How to prepare your child for 11+ creative writing and composition — what examiners reward, the common mistakes, and a simple weekly practice routine.

Which 11+ exams include a writing task?

Not every 11+ exam includes creative writing, which is why so many parents are unsure whether to prepare for it. The GL Assessment multiple-choice papers used in regions like Kent, Buckinghamshire and Birmingham do not usually include an assessed extended-writing task in the qualifying test — answers are recorded on a separate sheet and machine-marked. Writing tends to appear in two places. First, in consortium and super-selective tests that set their own papers: the CSSE test used by Essex grammar schools includes a continuous writing task, and several super-selective schools set a written component at a later stage. Second, in independent school 11+ entrance exams, where a written composition is almost always required. The practical rule is to check your target school's admissions page directly. If your child is sitting the Essex CSSE test or applying to independent schools, writing matters a great deal. If they are sitting a pure GL paper for a Kent grammar place, it may not be assessed at all — though strong writing still underpins the comprehension and vocabulary that every GL English paper tests, so the practice is rarely wasted.

What are examiners actually looking for?

Markers are not looking for the longest or most dramatic story. They reward control. Across almost every 11+ writing mark scheme, the same five strands recur. Content and ideas: a clear, focused response to the task with a sense of purpose, rather than a sprawling plot. Structure: a deliberate opening, a middle that develops, and a controlled ending — paragraphed sensibly. Vocabulary: well-chosen words used precisely, not a thesaurus thrown at the page. Sentence variety: a mix of short and long sentences, with some varied openings, used for effect rather than at random. Technical accuracy: correct spelling, punctuation and grammar, including accurate use of speech marks, commas and apostrophes. Legible handwriting matters too — a marker who cannot read the piece cannot reward it. The highest-scoring pieces usually do a few things well and consistently, rather than attempting everything. A tightly written 'a slightly tense moment at a bus stop' will out-score a rushed, error-strewn 'epic battle to save the universe' almost every time.

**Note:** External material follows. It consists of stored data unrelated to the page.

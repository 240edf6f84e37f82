use super::IIdempotencyRepo;
use std::collections::HashMap;
use std::sync::Mutex;

pub struct InMemoryIdempotencyRepo {
    /// Key to expiry timestamp
    keys: Mutex<HashMap<String, i64>>,
}

impl InMemoryIdempotencyRepo {
    pub fn new() -> Self {
        Self {
            keys: Mutex::new(HashMap::new()),
        }
    }
}

#[async_trait::async_trait]
impl IIdempotencyRepo for InMemoryIdempotencyRepo {
    async fn check_and_set(&self, key: &str, ttl_millis: i64, now: i64) -> anyhow::Result<bool> {
        let mut keys = self.keys.lock().unwrap();
        match keys.get(key) {
            Some(expires_at) if *expires_at > now => Ok(false),
            _ => {
                keys.insert(key.to_string(), now + ttl_millis);
                Ok(true)
            }
        }
    }

    async fn remove(&self, key: &str) -> anyhow::Result<()> {
        self.keys.lock().unwrap().remove(key);
        Ok(())
    }
}
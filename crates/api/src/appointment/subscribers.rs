use super::{
    cancel_appointment::CancelAppointmentUseCase,
    create_appointment::CreateAppointmentUseCase,
    reschedule_appointment::{RescheduleAppointmentUseCase, RescheduledAppointment},
    update_appointment_status::UpdateAppointmentStatusUseCase,
};
use crate::reminder::sync_appointment_reminders::{
    AppointmentOperation, SyncAppointmentRemindersUseCase,
};
use crate::shared::usecase::{execute, Subscriber};
use salon_scheduler_domain::Appointment;
use salon_scheduler_infra::SalonContext;

pub struct CreateRemindersOnAppointmentCreated;

#[async_trait::async_trait(?Send)]
impl Subscriber<CreateAppointmentUseCase> for CreateRemindersOnAppointmentCreated {
    async fn notify(&self, e: &Appointment, ctx: &SalonContext) {
        let sync_reminders = SyncAppointmentRemindersUseCase {
            appointment: e,
            operation: AppointmentOperation::Booked,
        };

        // Sideeffect, ignore result
        let _ = execute(sync_reminders, ctx).await;
    }
}

pub struct RemoveRemindersOnAppointmentCancelled;

#[async_trait::async_trait(?Send)]
impl Subscriber<CancelAppointmentUseCase> for RemoveRemindersOnAppointmentCancelled {
    async fn notify(&self, e: &Appointment, ctx: &SalonContext) {
        let sync_reminders = SyncAppointmentRemindersUseCase {
            appointment: e,
            operation: AppointmentOperation::Ended,
        };

        // Sideeffect, ignore result
        let _ = execute(sync_reminders, ctx).await;
    }
}

pub struct SyncRemindersOnStatusUpdated;

#[async_trait::async_trait(?Send)]
impl Subscriber<UpdateAppointmentStatusUseCase> for SyncRemindersOnStatusUpdated {
    async fn notify(&self, e: &Appointment, ctx: &SalonContext) {
        let operation = if e.is_active() {
            AppointmentOperation::Booked
        } else {
            AppointmentOperation::Ended
        };
        let sync_reminders = SyncAppointmentRemindersUseCase {
            appointment: e,
            operation,
        };

        // Sideeffect, ignore result
        let _ = execute(sync_reminders, ctx).await;
    }
}

pub struct MoveRemindersOnAppointmentRescheduled;

#[async_trait::async_trait(?Send)]
impl Subscriber<RescheduleAppointmentUseCase> for MoveRemindersOnAppointmentRescheduled {
    async fn notify(&self, e: &RescheduledAppointment, ctx: &SalonContext) {
        let remove_old = SyncAppointmentRemindersUseCase {
            appointment: &e.cancelled,
            operation: AppointmentOperation::Ended,
        };
        let create_new = SyncAppointmentRemindersUseCase {
            appointment: &e.appointment,
            operation: AppointmentOperation::Booked,
        };

        // Sideeffect, ignore result
        let _ = execute(remove_old, ctx).await;
        let _ = execute(create_new, ctx).await;
    }
}
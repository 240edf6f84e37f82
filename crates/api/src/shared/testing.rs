use salon_scheduler_domain::{
    ClientIdentity, ReminderJob, ReminderJobStatus, Resource, Service, Tenant, Time, Weekday,
    WorkingHours, ID,
};
use salon_scheduler_infra::{
    IReminderJobRepo, IServiceRepo, InMemoryTransport, SalonContext, StaticTimeSys,
};
use std::sync::Arc;

/// Monday 2024-05-06 08:00 UTC
pub const NOW: i64 = 1714982400000;
/// Friday 2024-05-10 00:00 UTC
pub const FRIDAY: i64 = 1715299200000;
pub const HOUR: i64 = 1000 * 60 * 60;

pub struct TestContext {
    pub ctx: SalonContext,
    pub tenant: Tenant,
    pub resource: Resource,
    pub service: Service,
    pub transport: Arc<InMemoryTransport>,
}

/// A tenant in UTC with one resource working 10:00 - 20:00 on weekdays and
/// a 60 minute service, frozen at `NOW`.
///
/// Always in memory, as the reminder sweep sees every due job in the store.
pub async fn setup() -> TestContext {
    let mut ctx = SalonContext::create_inmemory();
    ctx.sys = Arc::new(StaticTimeSys { timestamp: NOW });
    let transport = Arc::new(InMemoryTransport::new());
    ctx.notifier = transport.clone();

    let tenant = Tenant::new("Studio Nord");
    ctx.repos.tenants.insert(&tenant).await.unwrap();
    let working_hours = vec![
        Weekday::Mon,
        Weekday::Tue,
        Weekday::Wed,
        Weekday::Thu,
        Weekday::Fri,
    ]
    .into_iter()
    .map(|day| WorkingHours::new(day, Time::new(10, 0), Time::new(20, 0)))
    .collect();
    let resource = Resource::new(tenant.id.clone(), "Anna", working_hours);
    ctx.repos.resources.insert(&resource).await.unwrap();
    let service = Service::new(tenant.id.clone(), "Haircut", 60);
    ctx.repos.services.insert(&service).await.unwrap();

    TestContext {
        ctx,
        tenant,
        resource,
        service,
        transport,
    }
}

pub fn phone_identity(phone: &str) -> ClientIdentity {
    ClientIdentity {
        name: Some("Kari".into()),
        phone: Some(phone.into()),
        channel: None,
    }
}

fn unavailable() -> anyhow::Error {
    anyhow::Error::msg("connection refused")
}

/// Service store that fails every call, like a database that went away
pub struct UnavailableServiceRepo;

#[async_trait::async_trait]
impl IServiceRepo for UnavailableServiceRepo {
    async fn insert(&self, _service: &Service) -> anyhow::Result<()> {
        Err(unavailable())
    }

    async fn find(&self, _service_id: &ID) -> anyhow::Result<Option<Service>> {
        Err(unavailable())
    }
}

pub struct UnavailableReminderJobRepo;

#[async_trait::async_trait]
impl IReminderJobRepo for UnavailableReminderJobRepo {
    async fn insert_many(&self, _jobs: &[ReminderJob]) -> anyhow::Result<Vec<ReminderJob>> {
        Err(unavailable())
    }

    async fn find_by_appointment(&self, _appointment_id: &ID) -> anyhow::Result<Vec<ReminderJob>> {
        Err(unavailable())
    }

    async fn delete_by_appointment(&self, _appointment_id: &ID) -> anyhow::Result<usize> {
        Err(unavailable())
    }

    async fn take_due(&self, _before: i64) -> anyhow::Result<Vec<ReminderJob>> {
        Err(unavailable())
    }

    async fn update_status(&self, _job_id: &ID, _status: ReminderJobStatus) -> anyhow::Result<()> {
        Err(unavailable())
    }
}
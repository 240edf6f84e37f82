use crate::{
    date::Day,
    shared::{
        entity::{Entity, ID},
        time::Time,
    },
};
use chrono::Weekday;
use chrono_tz::Tz;
use serde::{Deserialize, Serialize};

/// A bookable staff member of a `Tenant`
#[derive(Debug, Clone)]
pub struct Resource {
    pub id: ID,
    pub tenant_id: ID,
    pub name: String,
    pub working_hours: Vec<WorkingHours>,
}

impl Resource {
    pub fn new(tenant_id: ID, name: &str, working_hours: Vec<WorkingHours>) -> Self {
        Self {
            id: Default::default(),
            tenant_id,
            name: name.into(),
            working_hours,
        }
    }

    /// Working windows on the given local day as `[start, end)` timestamps, ordered by start
    pub fn working_windows(&self, day: &Day, tz: &Tz) -> Vec<(i64, i64)> {
        let weekday = match day.weekday() {
            Some(weekday) => weekday,
            None => return Vec::new(),
        };
        let mut windows = self
            .working_hours
            .iter()
            .filter(|wh| wh.weekday == weekday && wh.is_valid())
            .filter_map(|wh| Some((day.at(&wh.start, tz)?, day.at(&wh.end, tz)?)))
            .filter(|(start, end)| start < end)
            .collect::<Vec<_>>();
        windows.sort_unstable();
        windows
    }
}

impl Entity for Resource {
    fn id(&self) -> &ID {
        &self.id
    }
}

/// One working interval on a weekday. Several entries on the same weekday
/// express breaks.
#[derive(Debug, Clone, Serialize, Deserialize, PartialEq)]
#[serde(rename_all = "camelCase")]
pub struct WorkingHours {
    pub weekday: Weekday,
    pub start: Time,
    pub end: Time,
}

impl WorkingHours {
    pub fn new(weekday: Weekday, start: Time, end: Time) -> Self {
        Self {
            weekday,
            start,
            end,
        }
    }

    pub fn is_valid(&self) -> bool {
        self.start.is_valid() && self.end.is_valid() && self.start < self.end
    }
}

#[cfg(test)]
mod test {
    use super::*;
    use chrono::prelude::*;

    #[test]
    fn it_computes_working_windows_for_day() {
        let tz = chrono_tz::UTC;
        let resource = Resource::new(
            ID::default(),
            "Anna",
            vec![
                WorkingHours::new(Weekday::Mon, Time::new(13, 0), Time::new(17, 0)),
                WorkingHours::new(Weekday::Mon, Time::new(9, 0), Time::new(12, 0)),
                WorkingHours::new(Weekday::Tue, Time::new(9, 0), Time::new(17, 0)),
                // Invalid and ignored
                WorkingHours::new(Weekday::Mon, Time::new(18, 0), Time::new(17, 0)),
            ],
        );
        let monday = "2024-3-4".parse::<Day>().unwrap();
        let windows = resource.working_windows(&monday, &tz);
        let at = |h: u32| Utc.with_ymd_and_hms(2024, 3, 4, h, 0, 0).unwrap().timestamp_millis();
        assert_eq!(windows, vec![(at(9), at(12)), (at(13), at(17))]);

        let sunday = "2024-3-3".parse::<Day>().unwrap();
        assert!(resource.working_windows(&sunday, &tz).is_empty());
    }
}
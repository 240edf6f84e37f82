use crate::shared::usecase::UseCase;
use salon_scheduler_domain::{plan_reminders, Appointment, ReminderJob, DAY_MILLIS};
use salon_scheduler_infra::SalonContext;
use tracing::{error, warn};

#[derive(Debug)]
pub enum AppointmentOperation {
    /// The appointment was booked, confirmed or is the new half of a reschedule
    Booked,
    /// The appointment was cancelled, rescheduled away or reached a terminal status
    Ended,
}

/// Keeps the `ReminderJob`s of an appointment in line with its status
#[derive(Debug)]
pub struct SyncAppointmentRemindersUseCase<'a> {
    pub appointment: &'a Appointment,
    pub operation: AppointmentOperation,
}

#[derive(Debug, Default, PartialEq)]
pub struct SyncedReminders {
    pub created: Vec<ReminderJob>,
    pub removed: usize,
}

#[derive(Debug, PartialEq)]
pub enum UseCaseError {
    TenantNotFound,
    StorageError,
}

impl<'a> SyncAppointmentRemindersUseCase<'a> {
    async fn schedule(&self, ctx: &SalonContext) -> Result<SyncedReminders, UseCaseError> {
        let appointment = self.appointment;
        if !appointment.is_active() {
            return Ok(Default::default());
        }
        let tenant = match ctx.repos.tenants.find(&appointment.tenant_id).await {
            Ok(Some(tenant)) => tenant,
            Ok(None) => return Err(UseCaseError::TenantNotFound),
            Err(_) => return Err(UseCaseError::StorageError),
        };
        let settings = &tenant.settings;
        let now = ctx.sys.get_timestamp_millis();
        // Remembered at least until the appointment is over
        let ttl = std::cmp::max(
            ctx.config.reminder_idempotency_ttl,
            appointment.end_ts - now + DAY_MILLIS,
        );

        let mut claimed = Vec::new();
        for planned in plan_reminders(
            appointment,
            &settings.reminder_offsets,
            &settings.quiet_hours,
            &settings.timezone,
            now,
        ) {
            let planned = match planned {
                Ok(planned) => planned,
                Err(e) => {
                    warn!(
                        tenant_id = %appointment.tenant_id,
                        appointment_id = %appointment.id,
                        "Skipping reminder: {}",
                        e
                    );
                    continue;
                }
            };
            match ctx
                .repos
                .idempotency
                .check_and_set(&planned.dedupe_key, ttl, now)
                .await
            {
                Ok(true) => claimed.push(ReminderJob::new(appointment, planned, now)),
                // Already scheduled before
                Ok(false) => continue,
                Err(e) => {
                    error!("Unable to claim reminder key: {:?}", e);
                    return Err(UseCaseError::StorageError);
                }
            }
        }

        if claimed.is_empty() {
            return Ok(Default::default());
        }
        match ctx.repos.reminder_jobs.insert_many(&claimed).await {
            Ok(created) => Ok(SyncedReminders {
                created,
                removed: 0,
            }),
            Err(e) => {
                error!(
                    "Unable to store reminders for appointment: {}. Error: {:?}",
                    appointment.id, e
                );
                // Give the keys back so a later sync can schedule them
                for job in &claimed {
                    if let Err(remove_err) = ctx.repos.idempotency.remove(&job.dedupe_key).await {
                        warn!(
                            "Unable to release the reminder key: {}. Error: {:?}",
                            job.dedupe_key, remove_err
                        );
                    }
                }
                Err(UseCaseError::StorageError)
            }
        }
    }

    async fn remove(&self, ctx: &SalonContext) -> Result<SyncedReminders, UseCaseError> {
        let removed = ctx
            .repos
            .reminder_jobs
            .delete_by_appointment(&self.appointment.id)
            .await
            .map_err(|_| UseCaseError::StorageError)?;
        Ok(SyncedReminders {
            created: vec![],
            removed,
        })
    }
}

#[async_trait::async_trait(?Send)]
impl<'a> UseCase for SyncAppointmentRemindersUseCase<'a> {
    type Response = SyncedReminders;

    type Error = UseCaseError;

    const NAME: &'static str = "SyncAppointmentReminders";

    async fn execute(&mut self, ctx: &SalonContext) -> Result<Self::Response, Self::Error> {
        match self.operation {
            AppointmentOperation::Booked => self.schedule(ctx).await,
            AppointmentOperation::Ended => self.remove(ctx).await,
        }
    }
}

#[cfg(test)]
mod test {
    use super::*;
    use crate::shared::testing::{
        setup, TestContext, UnavailableReminderJobRepo, FRIDAY, HOUR, NOW,
    };
    use std::sync::Arc;
    use salon_scheduler_domain::{AppointmentStatus, QuietHours, ReminderOffset, Time, REMINDER_24H};

    fn appointment(c: &TestContext, start_ts: i64) -> Appointment {
        Appointment {
            id: Default::default(),
            tenant_id: c.tenant.id.clone(),
            resource_id: c.resource.id.clone(),
            service_id: c.service.id.clone(),
            client_id: Default::default(),
            start_ts,
            end_ts: start_ts + HOUR,
            status: AppointmentStatus::Scheduled,
            created: NOW,
            updated: NOW,
        }
    }

    async fn sync(
        ctx: &SalonContext,
        appointment: &Appointment,
        operation: AppointmentOperation,
    ) -> SyncedReminders {
        let mut usecase = SyncAppointmentRemindersUseCase {
            appointment,
            operation,
        };
        usecase.execute(ctx).await.unwrap()
    }

    #[actix_web::test]
    async fn scheduling_twice_creates_one_job_per_offset() {
        let c = setup().await;
        let a = appointment(&c, FRIDAY + 15 * HOUR);

        let first = sync(&c.ctx, &a, AppointmentOperation::Booked).await;
        assert_eq!(first.created.len(), 2);
        let second = sync(&c.ctx, &a, AppointmentOperation::Booked).await;
        assert!(second.created.is_empty());

        let jobs = c.ctx.repos.reminder_jobs.find_by_appointment(&a.id).await.unwrap();
        assert_eq!(jobs.len(), 2);
    }

    #[actix_web::test]
    async fn removing_is_repeatable() {
        let c = setup().await;
        let a = appointment(&c, FRIDAY + 15 * HOUR);
        sync(&c.ctx, &a, AppointmentOperation::Booked).await;

        assert_eq!(sync(&c.ctx, &a, AppointmentOperation::Ended).await.removed, 2);
        assert_eq!(sync(&c.ctx, &a, AppointmentOperation::Ended).await.removed, 0);
        assert!(c
            .ctx
            .repos
            .reminder_jobs
            .find_by_appointment(&a.id)
            .await
            .unwrap()
            .is_empty());
    }

    #[actix_web::test]
    async fn it_skips_offsets_in_the_past() {
        let c = setup().await;
        // Starts in 5 hours, only the 1 hour reminder is left
        let a = appointment(&c, NOW + 5 * HOUR);
        let synced = sync(&c.ctx, &a, AppointmentOperation::Booked).await;
        assert_eq!(synced.created.len(), 1);
        assert_eq!(synced.created[0].fire_at, NOW + 4 * HOUR);
    }

    #[actix_web::test]
    async fn it_moves_reminders_out_of_quiet_hours() {
        let mut c = setup().await;
        c.tenant.settings.quiet_hours = QuietHours::new(Time::new(22, 0), Time::new(8, 0));
        c.tenant.settings.reminder_offsets = vec![ReminderOffset::new(REMINDER_24H, 24 * 60)];
        c.ctx.repos.tenants.save(&c.tenant).await.unwrap();

        // Friday 03:00 + 24h is a Saturday 03:00 appointment, reminder at Friday 03:00
        let a = appointment(&c, FRIDAY + 27 * HOUR);
        let synced = sync(&c.ctx, &a, AppointmentOperation::Booked).await;
        assert_eq!(synced.created.len(), 1);
        assert_eq!(synced.created[0].fire_at, FRIDAY + 8 * HOUR);
    }

    #[actix_web::test]
    async fn ended_appointments_get_no_reminders() {
        let c = setup().await;
        let mut a = appointment(&c, FRIDAY + 15 * HOUR);
        a.status = AppointmentStatus::Cancelled;
        let synced = sync(&c.ctx, &a, AppointmentOperation::Booked).await;
        assert_eq!(synced, SyncedReminders::default());
    }

    #[actix_web::test]
    async fn failed_store_gives_the_keys_back() {
        let mut c = setup().await;
        let a = appointment(&c, FRIDAY + 15 * HOUR);
        let jobs = c.ctx.repos.reminder_jobs.clone();
        c.ctx.repos.reminder_jobs = Arc::new(UnavailableReminderJobRepo);

        let mut usecase = SyncAppointmentRemindersUseCase {
            appointment: &a,
            operation: AppointmentOperation::Booked,
        };
        assert_eq!(usecase.execute(&c.ctx).await, Err(UseCaseError::StorageError));

        c.ctx.repos.reminder_jobs = jobs;
        let synced = sync(&c.ctx, &a, AppointmentOperation::Booked).await;
        assert_eq!(synced.created.len(), 2);
    }
}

The five most common writing mistakes

First, no plan. Children who start writing immediately tend to run out of either time or ideas halfway through. Two minutes of planning prevents both. Second, telling instead of showing — 'she was scared' rather than 'her hand shook as she reached for the door'. Showing is the single biggest differentiator between average and strong pieces. Third, over-long, unfocused stories that try to cover hours of action; the best short pieces zoom in on a few minutes. Fourth, weak openings and endings — beginning with 'One day' and ending with 'and then I woke up, it was all a dream'. Examiners read hundreds of dream endings; they are an instant signal of an inexperienced writer. Fifth, ignoring technical accuracy in the rush to finish. A child who leaves three minutes to proofread and fix obvious spelling and punctuation slips will recover marks that a faster, messier writer loses. Practising against these five mistakes specifically — rather than just 'writing more' — produces faster improvement.

A weekly creative writing practice routine

Writing improves with little-and-often practice and honest feedback, not with occasional marathon sessions. A simple, sustainable routine works best: one timed piece per week of 25-30 minutes, matching real exam conditions, plus shorter daily work on the building blocks. Rotate prompt types week to week — a descriptive setting, a short narrative, a personal recount, a piece of persuasive or discursive writing — because different schools favour different forms. Within the timed piece, train the sequence: two minutes planning, around 22 minutes writing, three minutes proofreading. Afterwards, review the piece together and pick just one improvement target for next time, rather than correcting everything at once. Between timed pieces, build a 'toolbox': a short list of strong sentence openers, a handful of recently learned vocabulary words to deploy, and one punctuation technique to practise (semicolons, dashes, or punctuating speech). Reading comprehension and writing reinforce each other, so pair this with the techniques in our 11+ English comprehension guide — the close-reading skills that unpick a text are the same skills that build a well-structured paragraph.

How long should an 11+ writing piece be?

There is no fixed word count, and chasing length is counter-productive. For a typical 25-30 minute task, most strong pieces run to roughly one to one-and-a-half sides of A4 in a child's normal handwriting — often around 250-400 words. What matters far more than length is finishing with a controlled ending and leaving time to check the work. A complete, well-shaped piece of 300 carefully chosen words scores higher than 600 rushed words that trail off unfinished because the child ran out of time. Encourage your child to write enough to develop their idea fully, then stop and proofread — not to keep adding sentences to hit an imagined target. If your child consistently writes far too little, the issue is usually planning or confidence rather than speed; if they consistently overrun, they are trying to cover too much plot and should practise narrowing the task to a single moment or scene.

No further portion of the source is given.